Art. 11. : Hij sal oock de Haardsteeden, soo dikwils daarop gevuurt is, schoon moeten maken, wanneer de doofpotten weggenomen, ende asch opgeschept is, alsmeede de Rooster op Burgermeesteren camer glad houden.

Art. 12. : Wanneer de vergaderingen of besoignes gescheijden sijn, sal de meijd de stoelen op hunne plaats setten, de tafels opredden, het sand op de vloer veegen, ende gordijnen die op gehaalt sijn op een eguale hoogte laaten sakken, en dus de kamers in alles in ordre brengen.

Art. 13. : Soo dikwijls het de Conchergie het goedvindt sal de meijd de kamers schoonmaken, glasen wassen en zand strooijen en de schutters camer alle dagen, als meede de wandelplaats boven alle weeken en de blaauwe trappen soo dikweils het nodig geoordeelt werdt, mitsgader 't pleijn, plaats, ende straaten ter sijden om de maand ende voor en agter stoepen alle dagen schrobben, en de wandel plaats beneden sook dikwils schoonmaken als de conchergie het ordonneert.

Art. 14. : Voorn: meijd sal allen weken de houten trappen van de turfsolder af stoffen en om de drie weeken de solders en boven camers alsmede wanneer het nodig is de witte trappen moeten schuiren.

Art. 15. : De knegt en meijd sullen malkanderen in het glaase wassen en andere saaken daar het de conchergie ordonneert moeten helpen, op poene die daar tegens is dat de soodanige voor 14 dagen sal vertrekken, sullende haar daggelden ingehouden en een ander voor die tijd door de conchergie in plaats gestelt worden, en wanneer sulks voor de tweedemaal werd geweijgert, werd de tijd van vertrek gestelt op ses weeken, en meermalen sulks geschiedende sal de soodanige na bevind van saaken werden gedepoteerd.

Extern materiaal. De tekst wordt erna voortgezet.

use std::fmt;

use rust_decimal::Decimal;
use schemars::JsonSchema;
use serde::{Deserialize, Serialize};

use crate::classify::BetType;

/// Name of the synthetic group holding legs without a game header
pub const PARLAY_GROUP: &str = "Parlay";

/// One selection of a bet
#[derive(JsonSchema, Serialize, Deserialize, Debug, Clone, PartialEq, Eq)]
pub struct Leg {
    #[schemars(title = "Player name or bet subject")]
    pub position: String,
    #[schemars(title = "Bet condition")]
    pub detail: String,
    #[schemars(title = "Label of the game the leg belongs to")]
    pub game_label: Option<String>,
    #[schemars(title = "American odds printed next to the position")]
    pub odds: Option<String>,
}

impl Leg {
    pub fn new(position: String, detail: String, game_label: Option<String>) -> Self {
        Self {
            position,
            detail,
            game_label,
            odds: None,
        }
    }
}

/// Legs of one game
#[derive(JsonSchema, Serialize, Deserialize, Debug, Clone, PartialEq, Eq)]
pub struct GameGroup {
    #[schemars(title = "Matchup or header text")]
    pub game_label: Option<String>,
    #[schemars(title = "Legs in order of appearance")]
    pub legs: Vec<Leg>,
}

/// Structured bet slip
#[derive(JsonSchema, Serialize, Deserialize, Debug, Clone, PartialEq)]
pub struct BetRecord {
    #[schemars(title = "Bet type")]
    pub bet_type: BetType,
    #[schemars(title = "Leg count declared by the slip")]
    pub expected_legs: usize,
    #[schemars(title = "Leg count found")]
    pub found_legs: usize,
    #[schemars(title = "Wager")]
    pub wager: Decimal,
    #[schemars(title = "Potential payout")]
    pub potential_payout: Decimal,
    #[schemars(title = "Amount won")]
    pub won_amount: Decimal,
    #[schemars(title = "Bet is settled")]
    pub is_finished: bool,
    #[schemars(title = "Sportsbook")]
    pub sportsbook: Option<String>,
    #[schemars(title = "Legs grouped by game")]
    pub games: Vec<GameGroup>,
}

impl BetRecord {
    /// All legs in transcript order
    pub fn legs(&self) -> impl Iterator<Item = &Leg> {
        self.games.iter().flat_map(|game| game.legs.iter())
    }

    /// Whether the declared leg count matches the legs found
    pub fn leg_count_matches(&self) -> bool {
        self.expected_legs == self.found_legs
    }

    /// Human-readable transcript
    ///
    /// A `Game:` line opens each labelled group, legs are numbered from 1
    /// across all groups.
    pub fn transcript(&self) -> Vec<String> {
        let mut lines = vec![];
        let mut index = 0;
        for game in self.games.iter() {
            if let Some(label) = &game.game_label {
                lines.push(format!("Game: {}", label));
            }
            for leg in game.legs.iter() {
                index += 1;
                lines.push(format!("Leg {} Position: {}", index, leg.position));
                lines.push(format!("Bet Details: {}", leg.detail));
            }
        }
        lines
    }
}

impl fmt::Display for BetRecord {
    fn fmt(&self, f: &mut fmt::Formatter) -> fmt::Result {
        write!(
            f,
            "Bet {{ type: {}, legs: {}/{}, wager: ${:.2}, payout: ${:.2}, won: ${:.2}, finished: {}, sportsbook: {} }}",
            self.bet_type,
            self.found_legs,
            self.expected_legs,
            self.wager,
            self.potential_payout,
            self.won_amount,
            self.is_finished,
            self.sportsbook.as_deref().unwrap_or("-"),
        )
    }
}

#[cfg(test)]
mod tests {
    use super::*;
    use rust_decimal::prelude::*;

    fn record() -> BetRecord {
        BetRecord {
            bet_type: BetType::SameGameParlay,
            expected_legs: 3,
            found_legs: 3,
            wager: dec!(10.00),
            potential_payout: dec!(87.5),
            won_amount: Decimal::ZERO,
            is_finished: false,
            sportsbook: Some(String::from("FanDuel")),
            games: vec![
                GameGroup {
                    game_label: Some(String::from("LAL @ BOS 7:30 PM ET")),
                    legs: vec![
                        Leg::new(
                            String::from("LeBron James"),
                            String::from("TO SCORE 25+ POINTS"),
                            Some(String::from("LAL @ BOS 7:30 PM ET")),
                        ),
                        Leg::new(
                            String::from("Jayson Tatum"),
                            String::from("3+ MADE THREES"),
                            Some(String::from("LAL @ BOS 7:30 PM ET")),
                        ),
                    ],
                },
                GameGroup {
                    game_label: None,
                    legs: vec![Leg::new(
                        String::from("Nikola Jokic"),
                        String::from("TO RECORD A DOUBLE DOUBLE"),
                        None,
                    )],
                },
            ],
        }
    }

    #[test]
    fn test_transcript() {
        assert_eq!(
            record().transcript(),
            vec![
                "Game: LAL @ BOS 7:30 PM ET",
                "Leg 1 Position: LeBron James",
                "Bet Details: TO SCORE 25+ POINTS",
                "Leg 2 Position: Jayson Tatum",
                "Bet Details: 3+ MADE THREES",
                "Leg 3 Position: Nikola Jokic",
                "Bet Details: TO RECORD A DOUBLE DOUBLE",
            ]
        );
    }

    #[test]
    fn test_legs() {
        let record = record();
        assert_eq!(record.legs().count(), 3);
        assert!(record.leg_count_matches());
    }

    #[test]
    fn test_display() {
        assert_eq!(
            record().to_string(),
            "Bet { type: Same Game Parlay, legs: 3/3, wager: $10.00, payout: $87.50, won: $0.00, finished: false, sportsbook: FanDuel }"
        );
    }
}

Art. 16. : Wanneer op sondagh of andere feest en heijlige dagen ter gelegentheijd van vergaderingen of besoignes des winters moet werden vuur aangelegt, soo sal sulks door de knegt geschieden, en na het scheijden van die vergaderinge of besoignes soo sal deselve het vuur weder in ordre moeten bergen.

Art. 17. : De meijd en knegt sullen wel sorge dragen dat wanneer deselve thee of koffij mogte gaan drinken, dat sulks niet geschiet op een ongelegen tijdt, en niet langer duurt dan gewoone tijdt die ordinair daar toe gestelt wordt.

Art. 18. : Voors sullen de meijd en knegt in alles ten dienste staan aan de conchergie 't geen haar door deselve ten dienste van 't stadhuijs sal werden geordonneert.

Art. 19. : De Heeren Burgermeesteren houden aansegh om deze instructie sodanig te amplieeren, altereeren en elucideeren als na bevind van saaken sullen vermeenen te behooren.